__Task details__
Go over the lines below, and when one contains the word "counter", copy it.

-- Opening Marker --

//! Storage contract: named collections with atomic conditional writes.

use rust_decimal::Decimal;
use thiserror::Error;

use crate::value::{AttrValue, Record};

pub type StoreResult<T> = Result<T, StoreError>;

/// Storage-layer error.
#[derive(Debug, Error, Clone, PartialEq, Eq)]
pub enum StoreError {
    /// The named collection was never declared.
    #[error("unknown collection: {0}")]
    UnknownCollection(String),

    /// A put was attempted with the collection's key attribute missing or
    /// non-string.
    #[error("record is missing key attribute '{0}'")]
    MissingKey(String),

    /// A conditional write (unique put, guarded update) found its condition
    /// false at write time. Upper layers classify this into a business error.
    #[error("conditional check failed on '{collection}' key '{key}'")]
    ConditionFailed { collection: String, key: String },

    /// The backend itself failed; treated as retryable by the caller.
    #[error("backend failure: {0}")]
    Backend(String),
}

/// Predicate evaluated against the current stored attributes, atomically with
/// the write it guards.
#[derive(Debug, Clone, PartialEq, Eq)]
pub enum Condition {
    /// The record exists (the original's `attribute_exists(<key>)`).
    KeyExists,
    /// Named numeric attribute exists and is `>=` the given value.
    Ge(String, Decimal),
    And(Box<Condition>, Box<Condition>),
}

impl Condition {
    /// `attribute_exists(key) AND attr >= value` — the guard used for every
    /// stock decrement.
    pub fn exists_and_ge(attr: impl Into<String>, value: Decimal) -> Self {
        Self::And(Box::new(Self::KeyExists), Box::new(Self::Ge(attr.into(), value)))
    }

    /// Evaluate against a record, `None` meaning "no such record".
    pub fn eval(&self, record: Option<&Record>) -> bool {
        match self {
            Self::KeyExists => record.is_some(),
            Self::Ge(attr, value) => record
                .and_then(|r| r.get(attr))
                .and_then(AttrValue::as_decimal)
                .is_some_and(|current| current >= *value),
            Self::And(a, b) => a.eval(record) && b.eval(record),
        }
    }
}

/// One mutation applied to a single attribute.
#[derive(Debug, Clone, PartialEq, Eq)]
pub enum UpdateAction {
    /// Overwrite the attribute (`SET attr = :v`).
    Set(AttrValue),
    /// Numeric delta, initializing an absent attribute to zero first
    /// (`SET attr = if_not_exists(attr, 0) + :delta`).
    Add(Decimal),
}

/// An ordered set of attribute mutations applied as one write.
#[derive(Debug, Clone, Default, PartialEq, Eq)]
pub struct UpdateSpec {
    pub actions: Vec<(String, UpdateAction)>,
}

impl UpdateSpec {
    pub fn new() -> Self {
        Self::default()
    }

    pub fn set(mut self, attr: impl Into<String>, value: AttrValue) -> Self {
        self.actions.push((attr.into(), UpdateAction::Set(value)));
        self
    }

    pub fn add(mut self, attr: impl Into<String>, delta: Decimal) -> Self {
        self.actions.push((attr.into(), UpdateAction::Add(delta)));
        self
    }

    pub fn is_empty(&self) -> bool {
        self.actions.is_empty()
    }
}

/// Key-value storage over named collections.
///
/// `update` MUST evaluate its condition and apply its mutations in a single
/// atomic step; separate read-then-write would reintroduce the race the
/// stock non-negativity invariant relies on this trait to prevent.
/// Implementations are shared by all requests behind one long-lived handle.
pub trait KeyValueStore: Send + Sync {
    /// Point lookup by primary key.
    fn get(&self, collection: &str, key: &str) -> StoreResult<Option<Record>>;

    /// Insert or overwrite a whole record. With `unique`, the put fails with
    /// `ConditionFailed` when the key already exists and leaves the existing
    /// record unmodified.
    fn put(&self, collection: &str, record: Record, unique: bool) -> StoreResult<()>;

    /// Apply an update (field sets and/or numeric deltas), optionally guarded
    /// by a condition. Returns the full post-update record. An unguarded
    /// update against an absent key upserts a record holding only the key.
    fn update(
        &self,
        collection: &str,
        key: &str,
        spec: UpdateSpec,
        condition: Option<Condition>,
    ) -> StoreResult<Record>;

    /// Apply several guarded updates in one collection as an all-or-nothing
    /// batch: if any condition fails, no mutation is applied.
    fn transact_update(
        &self,
        collection: &str,
        updates: Vec<(String, UpdateSpec, Option<Condition>)>,
    ) -> StoreResult<Vec<Record>>;

    /// Bounded scan in storage (insertion) order.
    fn scan(&self, collection: &str, limit: usize) -> StoreResult<Vec<Record>>;

    /// Bounded scan returning only rows whose `attr` equals `value`. The
    /// filter applies before the limit, so the bound caps the matching rows
    /// rather than the rows inspected.
    fn scan_where(
        &self,
        collection: &str,
        attr: &str,
        value: &AttrValue,
        limit: usize,
    ) -> StoreResult<Vec<Record>>;

    /// Unconditional delete; succeeds if the key is already absent.
    fn delete(&self, collection: &str, key: &str) -> StoreResult<()>;
}
//! Order routes.

use serde_json::Value as JsonValue;

use stockroom_storage::record_to_json;

use crate::app::errors;
use crate::app::request::{Method, Request, Response};
use crate::app::services::AppServices;

pub fn dispatch(services: &AppServices, req: &Request) -> Response {
    if let Some(id) = req.path.strip_prefix("/orders/") {
        return match req.method {
            Method::Get => get_order(services, id),
            Method::Patch => match req.json_body() {
                Ok(body) => patch_order(services, id, &body),
                Err(res) => res,
            },
            _ => errors::method_not_allowed(),
        };
    }

    match req.method {
        Method::Get => list_orders(services),
        Method::Post => match req.json_body() {
            Ok(body) => create_order(services, &body),
            Err(res) => res,
        },
        _ => errors::method_not_allowed(),
    }
}

fn create_order(services: &AppServices, body: &JsonValue) -> Response {
    match services.orders.create(body) {
        Ok(order) => match serde_json::to_value(&order) {
            Ok(json) => Response::json(201, json),
            Err(e) => errors::domain_error_to_response(stockroom_core::DomainError::storage(e)),
        },
        Err(e) => errors::domain_error_to_response(e),
    }
}

fn get_order(services: &AppServices, id: &str) -> Response {
    match services.orders.get(id) {
        Ok(record) => Response::json(200, record_to_json(&record)),
        Err(e) => errors::domain_error_to_response(e),
    }
}

fn list_orders(services: &AppServices) -> Response {
    match services.orders.list() {
        Ok(records) => Response::json(200, JsonValue::Array(records.iter().map(record_to_json).collect())),
        Err(e) => errors::domain_error_to_response(e),
    }
}

fn patch_order(services: &AppServices, id: &str, body: &JsonValue) -> Response {
    match services.orders.patch(id, body) {
        Ok(record) => Response::json(200, record_to_json(&record)),
        Err(e) => errors::domain_error_to_response(e),
    }
}
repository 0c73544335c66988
//! Tracing, logging, metrics (shared setup).

/// Initialize process-wide observability (tracing/logging).
///
/// This is safe to call multiple times; subsequent calls become no-ops.
pub fn init() {
    tracing::init();
}

/// Tracing configuration (filters, layers).
pub mod tracing;
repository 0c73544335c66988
//! The core request/response contract.
//!
//! The services consume a normalized `{method, path, body}` triple and
//! produce a status code plus a JSON-serializable body. Everything
//! HTTP-specific (headers, framing, CORS) stays in the axum glue.

use serde_json::{Value as JsonValue, json};

/// Normalized HTTP-like verb.
#[derive(Debug, Copy, Clone, PartialEq, Eq)]
pub enum Method {
    Get,
    Post,
    Put,
    Patch,
    Delete,
    Options,
}

impl Method {
    pub fn parse(s: &str) -> Option<Self> {
        match s {
            "GET" => Some(Self::Get),
            "POST" => Some(Self::Post),
            "PUT" => Some(Self::Put),
            "PATCH" => Some(Self::Patch),
            "DELETE" => Some(Self::Delete),
            "OPTIONS" => Some(Self::Options),
            _ => None,
        }
    }
}

/// A normalized inbound request.
#[derive(Debug, Clone)]
pub struct Request {
    pub method: Method,
    pub path: String,
    pub body: Option<String>,
}

impl Request {
    pub fn new(method: Method, path: impl Into<String>, body: Option<String>) -> Self {
        Self {
            method,
            path: path.into(),
            body,
        }
    }

    /// Parse the body as JSON, treating an absent body as `{}` the way the
    /// routes expect. Malformed JSON is a validation failure.
    pub fn json_body(&self) -> Result<JsonValue, Response> {
        let text = self.body.as_deref().unwrap_or("{}");
        serde_json::from_str(text)
            .map_err(|_| Response::error(400, "Invalid JSON body"))
    }
}

/// A structured result ready for transport.
#[derive(Debug, Clone, PartialEq)]
pub struct Response {
    pub status: u16,
    pub body: JsonValue,
}

impl Response {
    pub fn json(status: u16, body: JsonValue) -> Self {
        Self { status, body }
    }

    pub fn error(status: u16, message: impl Into<String>) -> Self {
        Self {
            status,
            body: json!({"error": message.into()}),
        }
    }
}
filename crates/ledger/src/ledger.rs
//! Stock ledger service.
//!
//! Quantity changes are single atomic conditional updates at the storage
//! layer; the ledger itself never reads a counter to decide whether a write
//! is allowed. A conditional failure is terminal for the request and is
//! surfaced to the caller, never retried or absorbed here.

use std::sync::Arc;

use rust_decimal::Decimal;

use stockroom_catalog::ITEMS_COLLECTION;
use stockroom_core::{DomainError, DomainResult};
use stockroom_storage::{AttrValue, Condition, KeyValueStore, Record, StoreError, UpdateSpec};

use crate::movement::{Direction, StockMovement};

pub const MOVEMENTS_COLLECTION: &str = "movements";
pub const MOVEMENT_KEY: &str = "id";

/// Cap on the movements returned for one sku, applied after the sku filter.
const MOVEMENT_SCAN_LIMIT: usize = 100;

/// One sku's demand within a multi-line consume.
#[derive(Debug, Clone, PartialEq, Eq)]
pub struct Demand {
    pub sku: String,
    pub qty: i64,
}

pub struct StockLedger {
    store: Arc<dyn KeyValueStore>,
}

impl StockLedger {
    pub fn new(store: Arc<dyn KeyValueStore>) -> Self {
        Self { store }
    }

    /// Apply one signed stock delta and append its movement.
    ///
    /// `In` increments unconditionally, initializing an absent counter to
    /// zero (and, like the original backend, upserting an absent sku).
    /// `Out` decrements under `exists AND stock >= qty` in one
    /// compare-and-swap. Returns the updated item attributes together with
    /// the movement that audited the change.
    pub fn apply_delta(
        &self,
        sku: &str,
        qty: i64,
        direction: Direction,
        reason: Option<&str>,
    ) -> DomainResult<(Record, StockMovement)> {
        validate_demand(sku, qty)?;

        let delta = Decimal::from(qty);
        let result = match direction {
            Direction::In => self.store.update(
                ITEMS_COLLECTION,
                sku,
                UpdateSpec::new().add("stock", delta),
                None,
            ),
            Direction::Out => self.store.update(
                ITEMS_COLLECTION,
                sku,
                UpdateSpec::new().add("stock", -delta),
                Some(Condition::exists_and_ge("stock", delta)),
            ),
        };

        let item = match result {
            Ok(item) => item,
            Err(StoreError::ConditionFailed { .. }) => return Err(self.classify_failure(sku)),
            Err(e) => return Err(DomainError::storage(e)),
        };

        let movement = self.append_movement(sku, qty, direction, reason)?;
        tracing::info!(%sku, qty, direction = direction.as_str(), "stock delta applied");
        Ok((item, movement))
    }

    /// Decrement every demand in one all-or-nothing transactional write,
    /// then append one OUT movement per line. A failing line leaves no
    /// partially-consumed stock and no movements.
    pub fn consume_lines(
        &self,
        demands: &[Demand],
        reason: &str,
    ) -> DomainResult<Vec<StockMovement>> {
        for demand in demands {
            validate_demand(&demand.sku, demand.qty)?;
        }

        let updates = demands
            .iter()
            .map(|d| {
                let delta = Decimal::from(d.qty);
                (
                    d.sku.clone(),
                    UpdateSpec::new().add("stock", -delta),
                    Some(Condition::exists_and_ge("stock", delta)),
                )
            })
            .collect();

        match self.store.transact_update(ITEMS_COLLECTION, updates) {
            Ok(_) => {}
            Err(StoreError::ConditionFailed { key, .. }) => {
                tracing::warn!(sku = %key, "stock consume rejected");
                return Err(self.classify_failure(&key));
            }
            Err(e) => return Err(DomainError::storage(e)),
        }

        let mut movements = Vec::with_capacity(demands.len());
        for demand in demands {
            movements.push(self.append_movement(&demand.sku, demand.qty, Direction::Out, Some(reason))?);
        }
        tracing::info!(lines = demands.len(), "stock consumed");
        Ok(movements)
    }

    /// Audit-trail read: movements for one sku, ordered by `(ts, id)`. The
    /// sku filter is pushed down to the store, so other skus' churn cannot
    /// crowd this sku out of the bounded result.
    pub fn movements_for_sku(&self, sku: &str) -> DomainResult<Vec<StockMovement>> {
        let rows = self
            .store
            .scan_where(
                MOVEMENTS_COLLECTION,
                "sku",
                &AttrValue::str(sku),
                MOVEMENT_SCAN_LIMIT,
            )
            .map_err(DomainError::storage)?;

        let mut movements: Vec<StockMovement> = rows
            .iter()
            .filter_map(StockMovement::from_record)
            .collect();
        movements.sort_by(|a, b| a.ts.cmp(&b.ts).then(a.id.cmp(&b.id)));
        Ok(movements)
    }

    fn append_movement(
        &self,
        sku: &str,
        qty: i64,
        direction: Direction,
        reason: Option<&str>,
    ) -> DomainResult<StockMovement> {
        let reason = reason.unwrap_or(direction.default_reason());
        let movement = StockMovement::new(sku, qty, direction, reason);
        self.store
            .put(MOVEMENTS_COLLECTION, movement.to_record(), false)
            .map_err(DomainError::storage)?;
        Ok(movement)
    }

    /// A failed conditional write means either the item is absent or its
    /// stock is short. One read after the fact tells them apart; the write
    /// path stays a single atomic step.
    fn classify_failure(&self, sku: &str) -> DomainError {
        match self.store.get(ITEMS_COLLECTION, sku) {
            Ok(None) => DomainError::not_found("Item not found"),
            Ok(Some(_)) => DomainError::insufficient_stock(sku),
            Err(e) => DomainError::storage(e),
        }
    }
}

fn validate_demand(sku: &str, qty: i64) -> DomainResult<()> {
    if sku.is_empty() || qty <= 0 {
        return Err(DomainError::validation("Invalid sku/qty"));
    }
    Ok(())
}
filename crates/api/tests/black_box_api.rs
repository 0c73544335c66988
use reqwest::StatusCode;
use serde_json::{Value, json};

struct TestServer {
    base_url: String,
    handle: tokio::task::JoinHandle<()>,
}

impl TestServer {
    async fn spawn() -> Self {
        // Build app (same router as prod), but bind to an ephemeral port.
        let app = stockroom_api::app::build_app();
        let listener = tokio::net::TcpListener::bind("127.0.0.1:0")
            .await
            .expect("failed to bind ephemeral port");
        let addr = listener.local_addr().unwrap();
        let base_url = format!("http://{}", addr);

        let handle = tokio::spawn(async move {
            axum::serve(listener, app).await.unwrap();
        });

        Self { base_url, handle }
    }
}

impl Drop for TestServer {
    fn drop(&mut self) {
        self.handle.abort();
    }
}

async fn create_item(client: &reqwest::Client, base_url: &str, sku: &str, stock: i64) {
    let res = client
        .post(format!("{base_url}/items"))
        .json(&json!({"sku": sku, "name": "Espresso Beans", "price": 10.99, "stock": stock}))
        .send()
        .await
        .unwrap();
    assert_eq!(res.status(), StatusCode::CREATED);
}

async fn get_stock(client: &reqwest::Client, base_url: &str, sku: &str) -> i64 {
    let item: Value = client
        .get(format!("{base_url}/items/{sku}"))
        .send()
        .await
        .unwrap()
        .json()
        .await
        .unwrap();
    item["stock"].as_i64().unwrap()
}

#[tokio::test]
async fn item_crud_lifecycle() {
    let server = TestServer::spawn().await;
    let client = reqwest::Client::new();
    let base = &server.base_url;

    create_item(&client, base, "ESP-001", 20).await;

    // Duplicate sku conflicts and leaves the record unmodified.
    let res = client
        .post(format!("{base}/items"))
        .json(&json!({"sku": "ESP-001", "name": "Other", "price": 1, "stock": 99}))
        .send()
        .await
        .unwrap();
    assert_eq!(res.status(), StatusCode::CONFLICT);
    assert_eq!(get_stock(&client, base, "ESP-001").await, 20);

    // Missing required field.
    let res = client
        .post(format!("{base}/items"))
        .json(&json!({"sku": "X", "name": "No price", "stock": 1}))
        .send()
        .await
        .unwrap();
    assert_eq!(res.status(), StatusCode::BAD_REQUEST);
    let body: Value = res.json().await.unwrap();
    assert_eq!(body["error"], "Missing field: price");

    // Update ignores unknown fields; an all-unknown update is rejected.
    let res = client
        .put(format!("{base}/items/ESP-001"))
        .json(&json!({"color": "red"}))
        .send()
        .await
        .unwrap();
    assert_eq!(res.status(), StatusCode::BAD_REQUEST);

    let res = client
        .put(format!("{base}/items/ESP-001"))
        .json(&json!({"price": "12.50"}))
        .send()
        .await
        .unwrap();
    assert_eq!(res.status(), StatusCode::OK);
    let body: Value = res.json().await.unwrap();
    assert_eq!(body["price"], json!(12.5));

    // List is an array containing the item.
    let items: Value = client
        .get(format!("{base}/items"))
        .send()
        .await
        .unwrap()
        .json()
        .await
        .unwrap();
    assert_eq!(items.as_array().unwrap().len(), 1);

    // Delete twice: both 204.
    for _ in 0..2 {
        let res = client
            .delete(format!("{base}/items/ESP-001"))
            .send()
            .await
            .unwrap();
        assert_eq!(res.status(), StatusCode::NO_CONTENT);
    }

    let res = client.get(format!("{base}/items/ESP-001")).send().await.unwrap();
    assert_eq!(res.status(), StatusCode::NOT_FOUND);
}

#[tokio::test]
async fn stock_out_decrements_and_audits() {
    let server = TestServer::spawn().await;
    let client = reqwest::Client::new();
    let base = &server.base_url;

    create_item(&client, base, "ESP-001", 20).await;

    let res = client
        .post(format!("{base}/stock/out"))
        .json(&json!({"sku": "ESP-001", "qty": 5}))
        .send()
        .await
        .unwrap();
    assert_eq!(res.status(), StatusCode::OK);
    let body: Value = res.json().await.unwrap();
    assert_eq!(body["item"]["stock"], json!(15));
    assert_eq!(body["movement"]["type"], "OUT");
    assert_eq!(body["movement"]["qty"], json!(5));
    assert_eq!(body["movement"]["reason"], "sale");

    // Demand beyond availability fails and changes nothing.
    let res = client
        .post(format!("{base}/stock/out"))
        .json(&json!({"sku": "ESP-001", "qty": 100}))
        .send()
        .await
        .unwrap();
    assert_eq!(res.status(), StatusCode::CONFLICT);
    assert_eq!(get_stock(&client, base, "ESP-001").await, 15);

    // Stock-in with an explicit reason.
    let res = client
        .post(format!("{base}/stock/in"))
        .json(&json!({"sku": "ESP-001", "qty": 10, "reason": "restock"}))
        .send()
        .await
        .unwrap();
    assert_eq!(res.status(), StatusCode::OK);
    let body: Value = res.json().await.unwrap();
    assert_eq!(body["item"]["stock"], json!(25));
    assert_eq!(body["movement"]["reason"], "restock");

    // Audit trail: the successful OUT and IN, in order.
    let trail: Value = client
        .get(format!("{base}/stock/movements/ESP-001"))
        .send()
        .await
        .unwrap()
        .json()
        .await
        .unwrap();
    let trail = trail.as_array().unwrap();
    assert_eq!(trail.len(), 2);
    assert_eq!(trail[0]["type"], "OUT");
    assert_eq!(trail[1]["type"], "IN");
}

#[tokio::test]
async fn order_placement_consumes_stock() {
    let server = TestServer::spawn().await;
    let client = reqwest::Client::new();
    let base = &server.base_url;

    create_item(&client, base, "ESP-001", 15).await;

    let res = client
        .post(format!("{base}/orders"))
        .json(&json!({"items": [{"sku": "ESP-001", "qty": 3}]}))
        .send()
        .await
        .unwrap();
    assert_eq!(res.status(), StatusCode::CREATED);
    let order: Value = res.json().await.unwrap();
    assert_eq!(order["status"], "PLACED");
    assert_eq!(order["items"][0]["qty"], json!(3));
    let order_id = order["id"].as_str().unwrap().to_string();

    assert_eq!(get_stock(&client, base, "ESP-001").await, 12);

    // The order is retrievable and patchable (status only).
    let res = client
        .get(format!("{base}/orders/{order_id}"))
        .send()
        .await
        .unwrap();
    assert_eq!(res.status(), StatusCode::OK);

    let res = client
        .patch(format!("{base}/orders/{order_id}"))
        .json(&json!({"status": "FULFILLED"}))
        .send()
        .await
        .unwrap();
    assert_eq!(res.status(), StatusCode::OK);
    let patched: Value = res.json().await.unwrap();
    assert_eq!(patched["status"], "FULFILLED");
}

#[tokio::test]
async fn unsatisfiable_order_leaves_no_trace() {
    let server = TestServer::spawn().await;
    let client = reqwest::Client::new();
    let base = &server.base_url;

    create_item(&client, base, "ESP-001", 15).await;

    let res = client
        .post(format!("{base}/orders"))
        .json(&json!({"items": [{"sku": "ESP-001", "qty": 1000}]}))
        .send()
        .await
        .unwrap();
    assert_eq!(res.status(), StatusCode::CONFLICT);

    assert_eq!(get_stock(&client, base, "ESP-001").await, 15);

    let orders: Value = client
        .get(format!("{base}/orders"))
        .send()
        .await
        .unwrap()
        .json()
        .await
        .unwrap();
    assert!(orders.as_array().unwrap().is_empty());

    // Empty order is a validation failure.
    let res = client
        .post(format!("{base}/orders"))
        .json(&json!({"items": []}))
        .send()
        .await
        .unwrap();
    assert_eq!(res.status(), StatusCode::BAD_REQUEST);
    let body: Value = res.json().await.unwrap();
    assert_eq!(body["error"], "No items in order");
}

#[tokio::test]
async fn concurrent_stock_out_never_oversells() {
    let server = TestServer::spawn().await;
    let client = reqwest::Client::new();
    let base = server.base_url.clone();

    create_item(&client, &base, "ESP-001", 10).await;

    let mut tasks = Vec::new();
    for _ in 0..8 {
        let client = client.clone();
        let base = base.clone();
        tasks.push(tokio::spawn(async move {
            client
                .post(format!("{base}/stock/out"))
                .json(&json!({"sku": "ESP-001", "qty": 3}))
                .send()
                .await
                .unwrap()
                .status()
                == StatusCode::OK
        }));
    }

    let mut successes = 0;
    for task in tasks {
        if task.await.unwrap() {
            successes += 1;
        }
    }

    // 10 / 3 => exactly 3 decrements fit; the rest fail with a conflict.
    assert_eq!(successes, 3);
    assert_eq!(get_stock(&client, &base, "ESP-001").await, 1);
}

#[tokio::test]
async fn routing_edges() {
    let server = TestServer::spawn().await;
    let client = reqwest::Client::new();
    let base = &server.base_url;

    // Unknown path.
    let res = client.get(format!("{base}/customers")).send().await.unwrap();
    assert_eq!(res.status(), StatusCode::NOT_FOUND);

    // Known path, wrong verb.
    let res = client.patch(format!("{base}/items")).send().await.unwrap();
    assert_eq!(res.status(), StatusCode::METHOD_NOT_ALLOWED);

    // A verb outside the dispatch vocabulary: still 404 on an unknown path,
    // 405 on a known one.
    let res = client.head(format!("{base}/customers")).send().await.unwrap();
    assert_eq!(res.status(), StatusCode::NOT_FOUND);
    let res = client.head(format!("{base}/items")).send().await.unwrap();
    assert_eq!(res.status(), StatusCode::METHOD_NOT_ALLOWED);

    // CORS preflight.
    let res = client
        .request(reqwest::Method::OPTIONS, format!("{base}/items"))
        .send()
        .await
        .unwrap();
    assert_eq!(res.status(), StatusCode::OK);
    assert_eq!(
        res.headers().get("access-control-allow-origin").unwrap(),
        "*"
    );

    // Health endpoint bypasses dispatch.
    let res = client.get(format!("{base}/health")).send().await.unwrap();
    assert_eq!(res.status(), StatusCode::OK);
}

-- Closing Marker --

__Reply to the exercise__
//! layer; the ledger itself never reads a counter to decide whether a write
    /// `In` increments unconditionally, initializing an absent counter to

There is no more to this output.